Eugene had been settled, crosslegged, on Hiroshi's couch -- the blanket tucked around his waist and phone tucked under his ear -- for the last 30 minutes, scribbling down all the stats on his trust fund. Mr. Harris, Eugene's father's lawyer, had only seemed mildly surprised by the nature of the phone call. Then again, Mr. Harris knew Eugene's mother, so maybe he wasn't surprised at all. The man was presently arranging for the transfer of funds, a metting with a realitor ("It's a buyer's market and even condo ownership is a much better investment than renting any day," Mr. Harris had assured.), and the assignment of Eugene's own financial planner.
Eugene felt eerily like his father, on the phone like this, discussing business matters, taking notes from Mr. Harris. He remembered seeing his father much like this, rarely without the phone, walking around in his terry-cloth robe or sometimes just a towel, fresh from a shower. Business never waited for a better time -- at least, Nate Morey never made it do so.

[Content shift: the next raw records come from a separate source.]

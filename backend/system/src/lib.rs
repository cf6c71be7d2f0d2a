//! Host-side collaborators for cronlint.
//!
//! Everything here is advisory: a probe that cannot run never turns into a
//! crontab error. User lookups answer "exists", the daemon check returns a
//! warning, and the crontab fetch returns nothing.

pub mod crontab;
pub mod permissions;
pub mod probe;
pub mod service;
pub mod users;

pub use crontab::{fetch_crontab, find_user_crontab, spool_candidates, CrontabSource};
pub use permissions::{check_kind, check_owner_and_permissions, PathKind, EXPECTED_MODE, ROOT_UID};
pub use probe::{Probe, ProbeOutcome, ProbeOutput, DEFAULT_TIMEOUT};
pub use service::check_daemon;
pub use users::SystemUsers;
//! Locating a user's live crontab.

use std::path::{Path, PathBuf};
use std::time::Duration;

use tracing::{info, warn};

use crate::probe::{Probe, ProbeOutcome};

/// Where a user's crontab came from.
#[derive(Debug, Clone, PartialEq, Eq)]
pub enum CrontabSource {
    /// A spool file readable on disk.
    Path(PathBuf),
    /// Text printed by `crontab -l`.
    Fetched(String),
}

/// Spool locations checked before falling back to `crontab -l`, in order.
pub fn spool_candidates(user: &str) -> Vec<PathBuf> {
    vec![
        PathBuf::from(format!("/var/spool/cron/crontabs/{user}")),
        PathBuf::from(format!("/var/spool/cron/{user}")),
        PathBuf::from(format!("/tmp/crontab.{user}")),
    ]
}

fn first_existing(candidates: &[PathBuf]) -> Option<&Path> {
    candidates.iter().map(PathBuf::as_path).find(|p| p.exists())
}

pub fn find_user_crontab(user: &str, probe: &Probe) -> Option<CrontabSource> {
    let candidates = spool_candidates(user);
    if let Some(path) = first_existing(&candidates) {
        return Some(CrontabSource::Path(path.to_path_buf()));
    }
    fetch_crontab(user, probe).map(CrontabSource::Fetched)
}

/// Run `crontab -l -u <user>` with twice the probe timeout.
pub fn fetch_crontab(user: &str, probe: &Probe) -> Option<String> {
    let outcome = probe.run_for("crontab", &["-l", "-u", user], fetch_timeout(probe.timeout()));
    fetched_text(user, outcome)
}

fn fetch_timeout(probe_timeout: Duration) -> Duration {
    probe_timeout.saturating_mul(2)
}

fn fetched_text(user: &str, outcome: ProbeOutcome) -> Option<String> {
    match outcome {
        ProbeOutcome::Completed(out) if out.success() => Some(out.stdout),
        ProbeOutcome::Completed(out)
            if out.code == Some(1) && out.stderr.to_lowercase().contains("no crontab for") =>
        {
            info!(user, "no crontab found for user");
            None
        }
        ProbeOutcome::Completed(out) => {
            warn!(user, stderr = out.stderr.trim(), "error getting crontab");
            None
        }
        ProbeOutcome::TimedOut => {
            warn!(user, "timeout getting crontab");
            None
        }
        ProbeOutcome::NotFound => {
            warn!(user, "crontab command not found");
            None
        }
        ProbeOutcome::Failed(err) => {
            warn!(user, error = %err, "unexpected error getting crontab");
            None
        }
    }
}
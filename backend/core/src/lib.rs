//! Shared vocabulary for the cronlint workspace: crontab kinds, field
//! domains, findings and their rendered diagnostics.

pub mod diagnostic;
pub mod error;
pub mod traits;
pub mod types;

pub use diagnostic::{clean_line, Diagnostic, Finding, Severity};
pub use error::{CronlintError, Result};
pub use traits::{AssumeUsersExist, UserLookup};
pub use types::{
    CrontabKind, FieldSpec, LogicalLine, SpecialKeyword, DAY_OF_MONTH, DAY_OF_WEEK, HOUR, MINUTE,
    MONTH, SYSTEM_MAX_FIELDS, TIME_FIELDS,
};
//! Crontab validation engine.
//!
//! [`scan_source`] and [`scan_file`] drive everything: they join continued
//! lines, classify each logical line, and run the entry, user, command and
//! time-field checks. Findings come back as values; nothing here fails on
//! bad crontab content.

pub mod classify;
pub mod command;
pub mod entry;
pub mod filename;
pub mod grammar;
pub mod scanner;
pub mod user;

pub use classify::{classify, Line};
pub use command::check_command;
pub use entry::{
    check_entry, check_line, check_logical_line, parse_special, parse_time, Entry, LineReport,
    SpecialEntry, TimeEntry,
};
pub use filename::check_filename;
pub use grammar::{validate_field, validate_schedule};
pub use scanner::{display_name, logical_lines, read_crontab, scan_file, scan_source, ScanOutcome};
pub use user::{check_user, is_valid_username};

#[cfg(test)]
mod proptests {
    use super::*;
    use cronlint_core::{
        AssumeUsersExist, CrontabKind, FieldSpec, Finding, SpecialKeyword, DAY_OF_MONTH,
        DAY_OF_WEEK, HOUR, MINUTE, MONTH,
    };
    use proptest::prelude::*;

    fn any_spec() -> impl Strategy<Value = FieldSpec> {
        prop_oneof![
            Just(MINUTE),
            Just(HOUR),
            Just(DAY_OF_MONTH),
            Just(MONTH),
            Just(DAY_OF_WEEK),
        ]
    }

    /// One list element: a value, a range, or a stepped range.
    fn element(spec: FieldSpec) -> impl Strategy<Value = String> {
        let value = spec.min..=spec.max;
        prop_oneof![
            value.clone().prop_map(|n| n.to_string()),
            (value.clone(), value.clone()).prop_map(|(a, b)| {
                let (lo, hi) = if a <= b { (a, b) } else { (b, a) };
                format!("{lo}-{hi}")
            }),
            (value.clone(), value, 1..=spec.max.max(1)).prop_map(|(a, b, n)| {
                let (lo, hi) = if a <= b { (a, b) } else { (b, a) };
                format!("{lo}-{hi}/{n}")
            }),
        ]
    }

    /// Any value the grammar accepts for `spec`.
    fn valid_field(spec: FieldSpec) -> BoxedStrategy<String> {
        prop_oneof![
            Just("*".to_string()),
            (1..=spec.max).prop_map(|n| format!("*/{n}")),
            element(spec),
            prop::collection::btree_set(spec.min..=spec.max, 2..5).prop_map(|set| {
                set.into_iter().map(|n| n.to_string()).collect::<Vec<_>>().join(",")
            }),
        ]
        .boxed()
    }

    fn valid_schedule() -> impl Strategy<Value = Vec<String>> {
        (
            valid_field(MINUTE),
            valid_field(HOUR),
            valid_field(DAY_OF_MONTH),
            valid_field(MONTH),
            valid_field(DAY_OF_WEEK),
        )
            .prop_map(|(m, h, d, mo, w)| vec![m, h, d, mo, w])
    }

    fn command() -> impl Strategy<Value = String> {
        "/usr/(s)?bin/[a-z]{1,12}( --[a-z]{1,8}){0,3}"
    }

    fn keyword() -> impl Strategy<Value = SpecialKeyword> {
        prop::sample::select(SpecialKeyword::ALL.to_vec())
    }

    proptest! {
        /// Valid values never produce findings.
        #[test]
        fn valid_fields_are_clean(
            (spec, value) in any_spec().prop_flat_map(|spec| (Just(spec), valid_field(spec)))
        ) {
            let findings = validate_field(&value, &spec);
            prop_assert!(findings.is_empty(), "{} {}: {:?}", spec.name, value, findings);
        }

        /// A descending in-domain range yields exactly one range finding.
        #[test]
        fn descending_range_is_one_finding(
            (spec, a, b) in any_spec().prop_flat_map(|spec| {
                (Just(spec), spec.min..=spec.max, spec.min..=spec.max)
            })
        ) {
            prop_assume!(a != b);
            let (hi, lo) = if a > b { (a, b) } else { (b, a) };
            let findings = validate_field(&format!("{hi}-{lo}"), &spec);
            prop_assert_eq!(findings.len(), 1);
            let is_range = matches!(findings[0], Finding::InvalidRange { .. });
            prop_assert!(is_range);
        }

        /// Steps above the field maximum are rejected.
        #[test]
        fn oversized_step_is_rejected(
            (spec, step) in any_spec().prop_flat_map(|spec| (Just(spec), spec.max + 1..10_000u64))
        ) {
            let findings = validate_field(&format!("*/{step}"), &spec);
            prop_assert_eq!(findings.len(), 1);
            let is_step = matches!(findings[0], Finding::StepExceedsMax { .. });
            prop_assert!(is_step);
        }

        /// Zero steps are rejected whatever the padding.
        #[test]
        fn zero_step_is_rejected(spec in any_spec(), zeros in 1usize..4) {
            let findings = validate_field(&format!("*/{}", "0".repeat(zeros)), &spec);
            let is_positive = findings.iter().any(|f| matches!(f, Finding::NonPositiveStep { .. }));
            prop_assert!(is_positive);
        }

        /// Repeating a literal token in a list is always reported.
        #[test]
        fn repeated_token_is_duplicate(
            (spec, token) in any_spec().prop_flat_map(|spec| (Just(spec), element(spec)))
        ) {
            let findings = validate_field(&format!("{token},{token}"), &spec);
            let is_dup = findings.iter().any(|f| matches!(f, Finding::DuplicateValue { .. }));
            prop_assert!(is_dup);
        }

        /// Generated user entries are clean.
        #[test]
        fn generated_user_lines_are_clean(schedule in valid_schedule(), cmd in command()) {
            let line = format!("{} {}", schedule.join(" "), cmd);
            let findings = check_line(&line, CrontabKind::User, &AssumeUsersExist);
            prop_assert!(findings.is_empty(), "{}: {:?}", line, findings);
        }

        /// Generated system entries are clean.
        #[test]
        fn generated_system_lines_are_clean(
            schedule in valid_schedule(),
            user in "[a-z][a-z0-9_-]{0,15}",
            cmd in command(),
        ) {
            let line = format!("{} {} {}", schedule.join(" "), user, cmd);
            let findings = check_line(&line, CrontabKind::System, &AssumeUsersExist);
            prop_assert!(findings.is_empty(), "{}: {:?}", line, findings);
        }

        /// Every keyword works for both kinds with the right columns.
        #[test]
        fn generated_special_lines_are_clean(kw in keyword(), cmd in command()) {
            let user_line = format!("{kw} {cmd}");
            prop_assert!(check_line(&user_line, CrontabKind::User, &AssumeUsersExist).is_empty());
            let system_line = format!("{kw} root {cmd}");
            prop_assert!(check_line(&system_line, CrontabKind::System, &AssumeUsersExist).is_empty());
        }

        /// Scanning is deterministic for arbitrary input.
        #[test]
        fn scan_is_idempotent(text in "[0-9*/,@a-z \t\\\\\n-]{0,200}") {
            let first = scan_source("crontab", &text, CrontabKind::User, &AssumeUsersExist, |_| {});
            let second = scan_source("crontab", &text, CrontabKind::User, &AssumeUsersExist, |_| {});
            prop_assert_eq!(first, second);
        }
    }
}
//! Per-file and per-run results, serialized as the JSON report.

use cronlint_checker::ScanOutcome;
use cronlint_core::Diagnostic;
use serde::Serialize;

/// An error with the structured line number SARIF needs.
#[derive(Debug, Clone, PartialEq, Eq)]
pub struct Located {
    pub line: usize,
    pub message: String,
}

impl From<&Diagnostic> for Located {
    fn from(diag: &Diagnostic) -> Self {
        Self { line: diag.line_number, message: diag.message() }
    }
}

#[derive(Debug, Clone, Serialize)]
pub struct FileReport {
    pub file: String,
    pub is_system_crontab: bool,
    pub rows: usize,
    pub rows_errors: usize,
    pub errors_count: usize,
    pub warnings_count: usize,
    pub errors: Vec<String>,
    pub warnings: Vec<String>,
    pub success: bool,
    #[serde(skip)]
    pub located: Vec<Located>,
    /// Missing files are listed but left out of the run totals.
    #[serde(skip)]
    pub counted: bool,
}

impl FileReport {
    pub fn from_outcome(file: String, is_system_crontab: bool, outcome: &ScanOutcome) -> Self {
        Self {
            file,
            is_system_crontab,
            rows: outcome.rows_checked,
            rows_errors: outcome.rows_with_errors(),
            errors_count: outcome.errors.len(),
            warnings_count: outcome.warnings.len(),
            errors: outcome.errors.iter().map(ToString::to_string).collect(),
            warnings: outcome.warnings.iter().map(ToString::to_string).collect(),
            success: outcome.errors.is_empty(),
            located: outcome.errors.iter().map(Located::from).collect(),
            counted: true,
        }
    }

    pub fn missing(file: String, is_system_crontab: bool) -> Self {
        let message = format!("File {file} does not exist");
        Self {
            file,
            is_system_crontab,
            rows: 0,
            rows_errors: 0,
            errors_count: 1,
            warnings_count: 0,
            errors: vec![message.clone()],
            warnings: Vec::new(),
            success: false,
            located: vec![Located { line: 0, message }],
            counted: false,
        }
    }
}

#[derive(Debug, Clone, Default, Serialize)]
pub struct RunReport {
    pub success: bool,
    pub total_files: usize,
    pub total_rows: usize,
    pub total_rows_errors: usize,
    pub total_errors: usize,
    pub total_warnings: usize,
    /// Distinct (file, line) pairs with errors across the run.
    pub rows_errors: usize,
    pub files: Vec<FileReport>,
}

impl RunReport {
    pub fn new() -> Self {
        Self { success: true, ..Self::default() }
    }

    pub fn push(&mut self, file: FileReport) {
        self.total_files += 1;
        if file.counted {
            self.total_rows += file.rows;
            self.total_rows_errors += file.rows_errors;
            self.total_errors += file.errors_count;
            self.total_warnings += file.warnings_count;
            self.rows_errors += file.rows_errors;
        }
        self.success = self.total_errors == 0;
        self.files.push(file);
    }

    /// 0 when the run is clean or `exit_zero` is set, else 1. `strict`
    /// counts warnings as failures.
    pub fn exit_code(&self, strict: bool, exit_zero: bool) -> u8 {
        if exit_zero {
            return 0;
        }
        let issues = self.total_errors + if strict { self.total_warnings } else { 0 };
        if issues == 0 { 0 } else { 1 }
    }
}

By the time Eugene said his final goodbyes to Mr. Harris, his head was spinning with afternoon appointment times and his stomach grumbling for some food. He glanced over to the closed door of Hiroshi's bedroom. He figured it would still be hours before he saw him. Eugene couldn't help but frown at that thought. Generally, you didn't order in breakfast -- you went out for it. Eugene didn't want to go out. Which meant... Eugene eyed Hiroshi's kitchen. He supposed it would be okay if he cooked just a little something. Eggs maybe. He could do eggs. His only concern was disturbing Hiroshi. Well, Eugene could make eggs /quietly/.
That decided, Eugene pushed aside the blankets and crossed to the kitchen. He started a pot of coffee and carefully looked around for the pans and ingredients he would be needing.